### SUPPLIED DATA ###

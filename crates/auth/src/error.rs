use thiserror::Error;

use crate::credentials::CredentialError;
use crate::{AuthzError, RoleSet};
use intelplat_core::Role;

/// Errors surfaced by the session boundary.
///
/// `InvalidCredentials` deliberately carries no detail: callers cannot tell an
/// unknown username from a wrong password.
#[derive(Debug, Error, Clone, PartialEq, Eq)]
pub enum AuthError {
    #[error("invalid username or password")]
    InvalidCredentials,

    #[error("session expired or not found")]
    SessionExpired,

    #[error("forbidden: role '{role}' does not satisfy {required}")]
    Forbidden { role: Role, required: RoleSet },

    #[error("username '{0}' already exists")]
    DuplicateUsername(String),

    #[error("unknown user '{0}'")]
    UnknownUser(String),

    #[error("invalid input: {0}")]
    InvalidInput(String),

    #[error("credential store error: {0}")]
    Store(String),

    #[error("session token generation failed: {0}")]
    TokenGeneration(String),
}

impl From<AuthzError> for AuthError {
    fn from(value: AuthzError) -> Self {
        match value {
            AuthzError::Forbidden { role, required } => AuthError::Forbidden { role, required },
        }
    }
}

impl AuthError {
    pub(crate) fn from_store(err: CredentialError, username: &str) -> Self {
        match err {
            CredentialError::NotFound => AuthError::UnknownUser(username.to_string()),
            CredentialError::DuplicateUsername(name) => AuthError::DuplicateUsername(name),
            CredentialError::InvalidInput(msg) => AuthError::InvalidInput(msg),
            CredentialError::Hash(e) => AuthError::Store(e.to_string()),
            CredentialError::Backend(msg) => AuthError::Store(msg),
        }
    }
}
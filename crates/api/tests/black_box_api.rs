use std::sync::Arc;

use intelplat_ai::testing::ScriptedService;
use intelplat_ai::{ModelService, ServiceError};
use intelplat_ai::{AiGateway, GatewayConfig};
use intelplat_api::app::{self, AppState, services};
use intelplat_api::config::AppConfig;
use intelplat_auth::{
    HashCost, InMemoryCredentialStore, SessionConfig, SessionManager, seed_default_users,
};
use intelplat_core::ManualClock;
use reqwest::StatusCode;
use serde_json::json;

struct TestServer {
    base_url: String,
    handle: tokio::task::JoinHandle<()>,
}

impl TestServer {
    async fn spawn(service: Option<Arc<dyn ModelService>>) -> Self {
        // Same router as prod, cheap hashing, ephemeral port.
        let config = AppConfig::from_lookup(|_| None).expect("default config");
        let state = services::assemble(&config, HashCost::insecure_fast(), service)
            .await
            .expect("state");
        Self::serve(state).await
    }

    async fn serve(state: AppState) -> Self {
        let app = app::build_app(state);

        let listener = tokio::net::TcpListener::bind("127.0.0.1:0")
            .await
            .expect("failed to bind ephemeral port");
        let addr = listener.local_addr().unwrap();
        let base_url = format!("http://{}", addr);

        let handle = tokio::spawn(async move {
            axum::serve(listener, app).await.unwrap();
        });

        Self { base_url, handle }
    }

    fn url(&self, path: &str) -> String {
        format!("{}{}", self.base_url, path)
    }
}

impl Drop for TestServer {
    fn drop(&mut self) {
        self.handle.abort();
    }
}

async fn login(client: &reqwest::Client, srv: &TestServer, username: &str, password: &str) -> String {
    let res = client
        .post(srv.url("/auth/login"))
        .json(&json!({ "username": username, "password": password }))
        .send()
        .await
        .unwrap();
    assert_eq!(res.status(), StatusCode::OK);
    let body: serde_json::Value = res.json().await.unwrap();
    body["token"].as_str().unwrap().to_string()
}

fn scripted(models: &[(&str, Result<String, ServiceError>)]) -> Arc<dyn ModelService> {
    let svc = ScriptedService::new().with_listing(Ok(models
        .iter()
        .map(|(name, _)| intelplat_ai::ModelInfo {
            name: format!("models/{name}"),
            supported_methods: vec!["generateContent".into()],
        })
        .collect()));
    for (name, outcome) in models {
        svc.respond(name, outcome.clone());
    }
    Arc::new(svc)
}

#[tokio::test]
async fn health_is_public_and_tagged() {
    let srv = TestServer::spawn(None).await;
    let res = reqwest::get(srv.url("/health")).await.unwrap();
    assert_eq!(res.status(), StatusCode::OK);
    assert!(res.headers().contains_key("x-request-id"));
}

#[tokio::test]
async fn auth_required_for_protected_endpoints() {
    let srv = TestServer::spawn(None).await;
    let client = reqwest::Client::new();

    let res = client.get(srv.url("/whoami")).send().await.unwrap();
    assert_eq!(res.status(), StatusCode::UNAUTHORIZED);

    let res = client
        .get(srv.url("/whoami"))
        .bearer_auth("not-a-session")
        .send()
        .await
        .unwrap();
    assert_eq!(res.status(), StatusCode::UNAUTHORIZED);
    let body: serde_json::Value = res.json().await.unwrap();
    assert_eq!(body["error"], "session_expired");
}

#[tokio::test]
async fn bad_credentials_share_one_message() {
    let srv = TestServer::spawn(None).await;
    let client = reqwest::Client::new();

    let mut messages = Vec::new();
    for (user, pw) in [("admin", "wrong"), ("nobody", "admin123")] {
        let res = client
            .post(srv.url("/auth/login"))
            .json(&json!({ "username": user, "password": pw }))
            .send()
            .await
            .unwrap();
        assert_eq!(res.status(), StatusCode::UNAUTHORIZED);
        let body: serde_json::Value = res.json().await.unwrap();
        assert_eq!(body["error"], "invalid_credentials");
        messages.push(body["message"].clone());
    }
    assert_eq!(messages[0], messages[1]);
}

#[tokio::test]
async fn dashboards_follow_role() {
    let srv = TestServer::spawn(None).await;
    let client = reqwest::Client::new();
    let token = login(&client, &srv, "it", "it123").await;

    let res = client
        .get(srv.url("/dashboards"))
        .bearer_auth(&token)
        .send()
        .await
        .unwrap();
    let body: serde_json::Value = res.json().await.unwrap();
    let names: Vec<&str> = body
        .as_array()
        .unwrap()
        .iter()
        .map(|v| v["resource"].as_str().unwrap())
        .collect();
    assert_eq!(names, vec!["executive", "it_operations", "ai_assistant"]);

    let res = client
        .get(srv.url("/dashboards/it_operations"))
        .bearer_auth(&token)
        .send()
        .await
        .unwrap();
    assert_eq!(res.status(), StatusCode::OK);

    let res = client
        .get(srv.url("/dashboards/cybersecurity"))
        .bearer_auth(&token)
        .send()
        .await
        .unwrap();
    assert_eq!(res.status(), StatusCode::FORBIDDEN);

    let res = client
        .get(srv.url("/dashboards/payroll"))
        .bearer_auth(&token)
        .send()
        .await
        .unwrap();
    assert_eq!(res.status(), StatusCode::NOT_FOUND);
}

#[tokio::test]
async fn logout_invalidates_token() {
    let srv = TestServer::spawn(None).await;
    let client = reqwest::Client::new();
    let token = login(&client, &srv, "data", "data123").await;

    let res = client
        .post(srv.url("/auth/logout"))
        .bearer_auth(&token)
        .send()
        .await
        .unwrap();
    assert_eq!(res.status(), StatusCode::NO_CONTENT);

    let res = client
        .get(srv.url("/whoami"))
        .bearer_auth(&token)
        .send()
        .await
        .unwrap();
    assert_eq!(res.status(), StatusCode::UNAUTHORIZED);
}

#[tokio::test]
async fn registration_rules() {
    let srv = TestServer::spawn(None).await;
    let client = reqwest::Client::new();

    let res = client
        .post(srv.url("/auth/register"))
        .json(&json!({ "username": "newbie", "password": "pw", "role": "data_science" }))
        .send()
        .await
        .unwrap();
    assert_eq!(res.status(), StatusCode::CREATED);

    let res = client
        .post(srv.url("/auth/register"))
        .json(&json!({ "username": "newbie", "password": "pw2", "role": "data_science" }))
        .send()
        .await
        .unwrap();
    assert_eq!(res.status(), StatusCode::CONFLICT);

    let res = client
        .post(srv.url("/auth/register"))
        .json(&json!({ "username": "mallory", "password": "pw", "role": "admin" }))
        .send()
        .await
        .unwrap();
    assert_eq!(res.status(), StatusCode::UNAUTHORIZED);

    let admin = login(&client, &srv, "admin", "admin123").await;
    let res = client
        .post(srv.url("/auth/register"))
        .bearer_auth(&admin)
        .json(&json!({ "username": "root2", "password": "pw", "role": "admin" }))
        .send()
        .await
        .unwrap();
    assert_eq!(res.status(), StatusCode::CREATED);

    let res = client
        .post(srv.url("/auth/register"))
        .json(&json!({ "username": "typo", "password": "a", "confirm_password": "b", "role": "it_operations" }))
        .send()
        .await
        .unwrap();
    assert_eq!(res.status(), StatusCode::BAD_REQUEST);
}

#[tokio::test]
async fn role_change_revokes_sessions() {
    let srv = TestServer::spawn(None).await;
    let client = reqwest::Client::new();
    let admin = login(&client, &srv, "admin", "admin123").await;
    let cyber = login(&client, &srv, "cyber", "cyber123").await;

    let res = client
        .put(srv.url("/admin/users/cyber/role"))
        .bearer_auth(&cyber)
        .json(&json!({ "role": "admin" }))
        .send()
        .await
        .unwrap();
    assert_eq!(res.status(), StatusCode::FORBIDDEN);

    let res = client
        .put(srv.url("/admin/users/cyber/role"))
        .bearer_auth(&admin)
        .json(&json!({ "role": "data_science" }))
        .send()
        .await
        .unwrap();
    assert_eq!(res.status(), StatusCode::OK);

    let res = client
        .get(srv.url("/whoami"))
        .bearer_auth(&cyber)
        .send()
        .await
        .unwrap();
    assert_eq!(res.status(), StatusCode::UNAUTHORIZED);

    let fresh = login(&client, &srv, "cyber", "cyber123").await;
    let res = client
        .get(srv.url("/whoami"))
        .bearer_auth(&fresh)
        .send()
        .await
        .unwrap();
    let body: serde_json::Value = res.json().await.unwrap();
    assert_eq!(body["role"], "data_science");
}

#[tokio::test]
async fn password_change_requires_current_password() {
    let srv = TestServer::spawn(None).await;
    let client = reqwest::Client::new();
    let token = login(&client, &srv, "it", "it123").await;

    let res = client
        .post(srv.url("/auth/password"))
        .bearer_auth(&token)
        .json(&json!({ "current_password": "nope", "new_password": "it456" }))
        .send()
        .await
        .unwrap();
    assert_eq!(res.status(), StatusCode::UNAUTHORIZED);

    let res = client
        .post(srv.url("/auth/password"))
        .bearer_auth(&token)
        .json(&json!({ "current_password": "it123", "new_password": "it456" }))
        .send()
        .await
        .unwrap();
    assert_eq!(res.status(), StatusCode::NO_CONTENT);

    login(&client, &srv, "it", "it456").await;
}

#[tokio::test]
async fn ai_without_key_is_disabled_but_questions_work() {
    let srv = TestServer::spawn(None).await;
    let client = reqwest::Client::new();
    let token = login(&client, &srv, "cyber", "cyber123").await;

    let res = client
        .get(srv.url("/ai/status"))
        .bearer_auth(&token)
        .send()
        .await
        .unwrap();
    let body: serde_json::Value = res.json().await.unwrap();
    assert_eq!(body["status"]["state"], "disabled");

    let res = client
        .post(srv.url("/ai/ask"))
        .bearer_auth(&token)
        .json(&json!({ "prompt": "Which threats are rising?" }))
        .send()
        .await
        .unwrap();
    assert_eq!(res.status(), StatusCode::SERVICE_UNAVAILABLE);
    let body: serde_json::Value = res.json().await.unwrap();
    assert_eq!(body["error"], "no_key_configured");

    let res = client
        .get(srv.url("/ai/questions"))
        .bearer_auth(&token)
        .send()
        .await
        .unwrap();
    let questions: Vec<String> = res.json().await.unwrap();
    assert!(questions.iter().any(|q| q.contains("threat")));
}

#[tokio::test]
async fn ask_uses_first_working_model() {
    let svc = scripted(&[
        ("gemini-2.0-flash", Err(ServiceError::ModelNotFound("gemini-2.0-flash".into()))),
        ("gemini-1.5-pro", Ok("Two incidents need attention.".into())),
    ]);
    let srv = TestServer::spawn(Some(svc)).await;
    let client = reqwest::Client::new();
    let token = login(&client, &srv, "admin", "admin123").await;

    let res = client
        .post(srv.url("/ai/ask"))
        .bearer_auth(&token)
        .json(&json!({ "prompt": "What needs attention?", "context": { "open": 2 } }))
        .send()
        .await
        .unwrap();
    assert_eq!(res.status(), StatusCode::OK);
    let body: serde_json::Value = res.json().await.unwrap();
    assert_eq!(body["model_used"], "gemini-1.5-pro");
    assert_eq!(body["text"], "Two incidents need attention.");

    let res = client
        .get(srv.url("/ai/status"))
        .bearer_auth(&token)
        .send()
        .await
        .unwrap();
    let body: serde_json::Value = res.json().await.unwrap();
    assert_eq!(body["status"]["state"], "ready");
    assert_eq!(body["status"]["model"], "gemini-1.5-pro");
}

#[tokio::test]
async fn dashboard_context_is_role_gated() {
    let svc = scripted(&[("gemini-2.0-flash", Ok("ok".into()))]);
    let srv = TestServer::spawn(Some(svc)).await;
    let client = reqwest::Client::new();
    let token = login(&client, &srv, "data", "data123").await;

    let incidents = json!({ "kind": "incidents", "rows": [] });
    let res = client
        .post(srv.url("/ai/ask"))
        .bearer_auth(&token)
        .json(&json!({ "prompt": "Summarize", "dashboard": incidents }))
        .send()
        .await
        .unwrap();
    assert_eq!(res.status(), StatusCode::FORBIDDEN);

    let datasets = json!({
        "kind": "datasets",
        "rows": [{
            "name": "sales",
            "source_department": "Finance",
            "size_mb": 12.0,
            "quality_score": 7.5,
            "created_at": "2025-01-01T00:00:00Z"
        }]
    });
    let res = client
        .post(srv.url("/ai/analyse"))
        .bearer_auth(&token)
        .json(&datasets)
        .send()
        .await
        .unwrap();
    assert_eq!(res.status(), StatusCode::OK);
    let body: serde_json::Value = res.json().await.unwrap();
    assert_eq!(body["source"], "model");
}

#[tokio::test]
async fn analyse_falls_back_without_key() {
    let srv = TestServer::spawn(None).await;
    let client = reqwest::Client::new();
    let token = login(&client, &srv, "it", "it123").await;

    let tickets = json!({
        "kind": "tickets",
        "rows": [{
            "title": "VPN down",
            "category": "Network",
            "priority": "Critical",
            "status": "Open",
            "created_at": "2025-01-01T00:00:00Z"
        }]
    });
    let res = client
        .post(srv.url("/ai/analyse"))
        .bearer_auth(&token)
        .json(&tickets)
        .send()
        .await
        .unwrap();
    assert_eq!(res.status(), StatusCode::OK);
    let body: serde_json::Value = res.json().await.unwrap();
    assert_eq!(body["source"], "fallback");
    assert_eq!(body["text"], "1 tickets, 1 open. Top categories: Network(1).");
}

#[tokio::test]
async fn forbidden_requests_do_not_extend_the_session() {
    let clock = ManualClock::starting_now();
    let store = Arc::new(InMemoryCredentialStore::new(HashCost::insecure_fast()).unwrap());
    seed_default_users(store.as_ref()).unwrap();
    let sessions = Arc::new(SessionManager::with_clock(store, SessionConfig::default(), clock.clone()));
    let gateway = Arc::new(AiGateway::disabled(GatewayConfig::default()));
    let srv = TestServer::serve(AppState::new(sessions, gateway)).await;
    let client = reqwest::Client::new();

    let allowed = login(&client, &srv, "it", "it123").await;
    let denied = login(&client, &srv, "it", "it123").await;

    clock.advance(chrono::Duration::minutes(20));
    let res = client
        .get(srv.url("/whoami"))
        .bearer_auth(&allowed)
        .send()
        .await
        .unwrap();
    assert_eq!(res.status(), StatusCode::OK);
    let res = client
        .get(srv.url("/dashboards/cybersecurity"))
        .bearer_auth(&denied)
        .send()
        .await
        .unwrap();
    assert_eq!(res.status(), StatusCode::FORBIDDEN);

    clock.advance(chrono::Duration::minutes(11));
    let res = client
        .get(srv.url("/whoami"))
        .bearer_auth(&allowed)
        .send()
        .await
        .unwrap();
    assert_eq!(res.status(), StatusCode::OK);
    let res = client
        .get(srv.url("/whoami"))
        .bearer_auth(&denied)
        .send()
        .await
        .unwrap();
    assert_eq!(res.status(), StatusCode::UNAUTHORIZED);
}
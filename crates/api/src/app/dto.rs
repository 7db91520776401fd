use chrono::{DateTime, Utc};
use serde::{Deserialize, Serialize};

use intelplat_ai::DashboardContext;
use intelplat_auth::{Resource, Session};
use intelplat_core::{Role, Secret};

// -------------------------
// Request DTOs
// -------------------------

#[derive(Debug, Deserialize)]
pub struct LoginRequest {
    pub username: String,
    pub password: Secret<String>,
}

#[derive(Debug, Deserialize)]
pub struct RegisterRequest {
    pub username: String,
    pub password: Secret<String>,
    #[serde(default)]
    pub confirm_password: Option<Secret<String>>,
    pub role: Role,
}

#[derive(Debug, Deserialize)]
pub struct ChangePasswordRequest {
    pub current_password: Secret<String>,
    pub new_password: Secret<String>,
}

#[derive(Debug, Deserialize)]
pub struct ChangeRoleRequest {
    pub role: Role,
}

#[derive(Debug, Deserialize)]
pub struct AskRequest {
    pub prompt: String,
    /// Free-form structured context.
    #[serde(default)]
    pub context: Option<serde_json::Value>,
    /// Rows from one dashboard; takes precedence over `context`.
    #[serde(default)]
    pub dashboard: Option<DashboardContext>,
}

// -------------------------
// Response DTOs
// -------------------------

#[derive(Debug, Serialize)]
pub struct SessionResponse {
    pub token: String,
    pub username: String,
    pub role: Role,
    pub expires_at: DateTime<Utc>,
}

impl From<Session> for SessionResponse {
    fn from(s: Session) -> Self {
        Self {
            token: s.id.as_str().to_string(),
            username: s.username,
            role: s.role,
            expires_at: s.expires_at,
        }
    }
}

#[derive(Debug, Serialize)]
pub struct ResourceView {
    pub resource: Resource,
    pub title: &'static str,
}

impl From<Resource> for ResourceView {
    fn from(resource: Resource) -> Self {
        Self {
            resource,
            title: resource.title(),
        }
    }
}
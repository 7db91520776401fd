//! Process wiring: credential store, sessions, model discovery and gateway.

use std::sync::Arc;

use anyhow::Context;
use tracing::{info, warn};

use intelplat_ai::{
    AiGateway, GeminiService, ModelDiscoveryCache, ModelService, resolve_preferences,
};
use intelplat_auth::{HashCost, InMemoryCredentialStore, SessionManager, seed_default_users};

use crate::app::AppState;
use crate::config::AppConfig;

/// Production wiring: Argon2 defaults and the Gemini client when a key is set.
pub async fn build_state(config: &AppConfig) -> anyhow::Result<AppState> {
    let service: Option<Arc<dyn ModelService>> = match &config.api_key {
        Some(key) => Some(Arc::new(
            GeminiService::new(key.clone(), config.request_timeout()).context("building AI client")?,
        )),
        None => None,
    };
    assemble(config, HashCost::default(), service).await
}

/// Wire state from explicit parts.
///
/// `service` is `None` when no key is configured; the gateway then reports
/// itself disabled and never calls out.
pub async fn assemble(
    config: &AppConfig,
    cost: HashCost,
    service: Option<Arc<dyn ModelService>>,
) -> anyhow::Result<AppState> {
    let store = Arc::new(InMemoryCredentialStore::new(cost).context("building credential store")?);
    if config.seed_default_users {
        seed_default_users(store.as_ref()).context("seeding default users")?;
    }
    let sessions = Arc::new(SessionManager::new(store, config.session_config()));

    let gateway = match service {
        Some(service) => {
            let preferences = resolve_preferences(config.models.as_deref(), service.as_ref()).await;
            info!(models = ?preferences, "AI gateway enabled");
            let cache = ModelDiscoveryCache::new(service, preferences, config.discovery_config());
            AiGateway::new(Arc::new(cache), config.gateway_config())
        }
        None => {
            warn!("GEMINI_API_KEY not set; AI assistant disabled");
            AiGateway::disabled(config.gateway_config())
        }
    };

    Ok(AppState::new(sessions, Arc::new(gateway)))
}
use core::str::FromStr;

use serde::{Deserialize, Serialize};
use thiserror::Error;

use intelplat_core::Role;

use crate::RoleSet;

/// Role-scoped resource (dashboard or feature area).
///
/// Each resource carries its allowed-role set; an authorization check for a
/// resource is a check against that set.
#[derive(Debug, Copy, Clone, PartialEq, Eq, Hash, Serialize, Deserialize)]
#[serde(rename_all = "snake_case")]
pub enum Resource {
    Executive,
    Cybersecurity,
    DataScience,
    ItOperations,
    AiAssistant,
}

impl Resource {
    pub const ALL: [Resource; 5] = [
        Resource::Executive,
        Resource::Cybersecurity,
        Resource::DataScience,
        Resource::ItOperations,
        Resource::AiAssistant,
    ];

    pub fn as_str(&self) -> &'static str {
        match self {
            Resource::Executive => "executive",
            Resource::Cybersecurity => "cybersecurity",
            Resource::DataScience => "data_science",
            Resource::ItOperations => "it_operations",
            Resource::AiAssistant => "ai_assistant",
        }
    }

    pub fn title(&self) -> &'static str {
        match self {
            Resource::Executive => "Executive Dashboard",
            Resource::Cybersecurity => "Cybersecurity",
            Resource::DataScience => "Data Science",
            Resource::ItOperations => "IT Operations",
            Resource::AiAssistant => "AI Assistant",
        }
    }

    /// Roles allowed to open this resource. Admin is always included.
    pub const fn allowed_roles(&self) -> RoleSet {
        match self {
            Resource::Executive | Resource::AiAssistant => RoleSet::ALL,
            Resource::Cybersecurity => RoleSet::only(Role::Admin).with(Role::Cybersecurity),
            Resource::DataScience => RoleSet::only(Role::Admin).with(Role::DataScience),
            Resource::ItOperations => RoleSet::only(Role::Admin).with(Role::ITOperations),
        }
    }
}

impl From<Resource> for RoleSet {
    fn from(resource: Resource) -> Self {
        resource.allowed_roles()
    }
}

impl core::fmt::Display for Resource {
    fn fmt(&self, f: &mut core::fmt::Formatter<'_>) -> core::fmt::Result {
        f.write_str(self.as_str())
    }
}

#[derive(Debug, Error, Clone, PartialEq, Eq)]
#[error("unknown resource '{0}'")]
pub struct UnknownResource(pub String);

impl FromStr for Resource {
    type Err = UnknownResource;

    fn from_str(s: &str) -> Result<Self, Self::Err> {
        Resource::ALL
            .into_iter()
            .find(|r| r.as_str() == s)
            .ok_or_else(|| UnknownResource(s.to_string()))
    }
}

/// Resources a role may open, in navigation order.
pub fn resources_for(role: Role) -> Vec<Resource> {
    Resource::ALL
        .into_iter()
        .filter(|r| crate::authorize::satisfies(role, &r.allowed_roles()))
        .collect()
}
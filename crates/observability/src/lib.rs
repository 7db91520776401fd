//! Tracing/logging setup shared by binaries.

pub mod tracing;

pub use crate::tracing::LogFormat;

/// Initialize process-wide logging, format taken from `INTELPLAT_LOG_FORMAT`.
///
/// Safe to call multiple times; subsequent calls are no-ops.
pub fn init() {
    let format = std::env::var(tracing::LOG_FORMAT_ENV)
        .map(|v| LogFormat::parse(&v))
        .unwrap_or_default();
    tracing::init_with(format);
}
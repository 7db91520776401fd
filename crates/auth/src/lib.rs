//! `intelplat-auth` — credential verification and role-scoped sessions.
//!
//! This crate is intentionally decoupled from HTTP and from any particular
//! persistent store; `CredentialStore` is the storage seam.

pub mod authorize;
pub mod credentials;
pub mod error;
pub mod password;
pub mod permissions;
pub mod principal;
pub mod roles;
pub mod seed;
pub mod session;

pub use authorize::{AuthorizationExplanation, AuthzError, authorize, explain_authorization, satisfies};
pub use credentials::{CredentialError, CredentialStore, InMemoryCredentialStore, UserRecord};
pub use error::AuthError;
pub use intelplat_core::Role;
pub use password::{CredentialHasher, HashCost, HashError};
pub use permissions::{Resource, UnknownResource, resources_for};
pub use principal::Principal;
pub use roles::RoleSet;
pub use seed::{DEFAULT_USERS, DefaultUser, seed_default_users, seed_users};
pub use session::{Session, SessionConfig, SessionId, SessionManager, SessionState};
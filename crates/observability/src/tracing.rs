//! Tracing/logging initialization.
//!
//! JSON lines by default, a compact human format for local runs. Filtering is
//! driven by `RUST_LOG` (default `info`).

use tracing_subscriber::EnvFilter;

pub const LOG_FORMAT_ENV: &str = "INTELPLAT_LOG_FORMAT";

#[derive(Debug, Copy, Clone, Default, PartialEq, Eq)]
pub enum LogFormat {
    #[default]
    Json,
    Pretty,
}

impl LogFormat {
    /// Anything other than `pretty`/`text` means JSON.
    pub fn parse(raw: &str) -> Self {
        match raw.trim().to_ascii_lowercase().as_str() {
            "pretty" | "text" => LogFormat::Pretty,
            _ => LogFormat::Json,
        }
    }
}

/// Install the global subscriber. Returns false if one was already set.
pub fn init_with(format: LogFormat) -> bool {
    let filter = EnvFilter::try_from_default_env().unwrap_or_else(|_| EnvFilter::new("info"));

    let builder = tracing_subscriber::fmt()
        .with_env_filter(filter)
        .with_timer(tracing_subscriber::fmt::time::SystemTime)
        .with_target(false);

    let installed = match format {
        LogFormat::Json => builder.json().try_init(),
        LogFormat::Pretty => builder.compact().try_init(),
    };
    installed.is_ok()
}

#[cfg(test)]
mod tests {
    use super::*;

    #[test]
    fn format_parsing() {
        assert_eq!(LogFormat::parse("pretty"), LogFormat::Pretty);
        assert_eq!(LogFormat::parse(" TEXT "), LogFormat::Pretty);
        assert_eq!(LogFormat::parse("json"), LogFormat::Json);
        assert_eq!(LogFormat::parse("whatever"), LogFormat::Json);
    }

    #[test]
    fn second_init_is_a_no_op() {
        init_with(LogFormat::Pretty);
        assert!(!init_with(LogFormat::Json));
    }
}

###

— EXERCISE DESCRIPTION —
Tallying every line that holds the string "Network", report the total for the records and nothing else.

— SOLUTION TO THIS EXERCISE —
2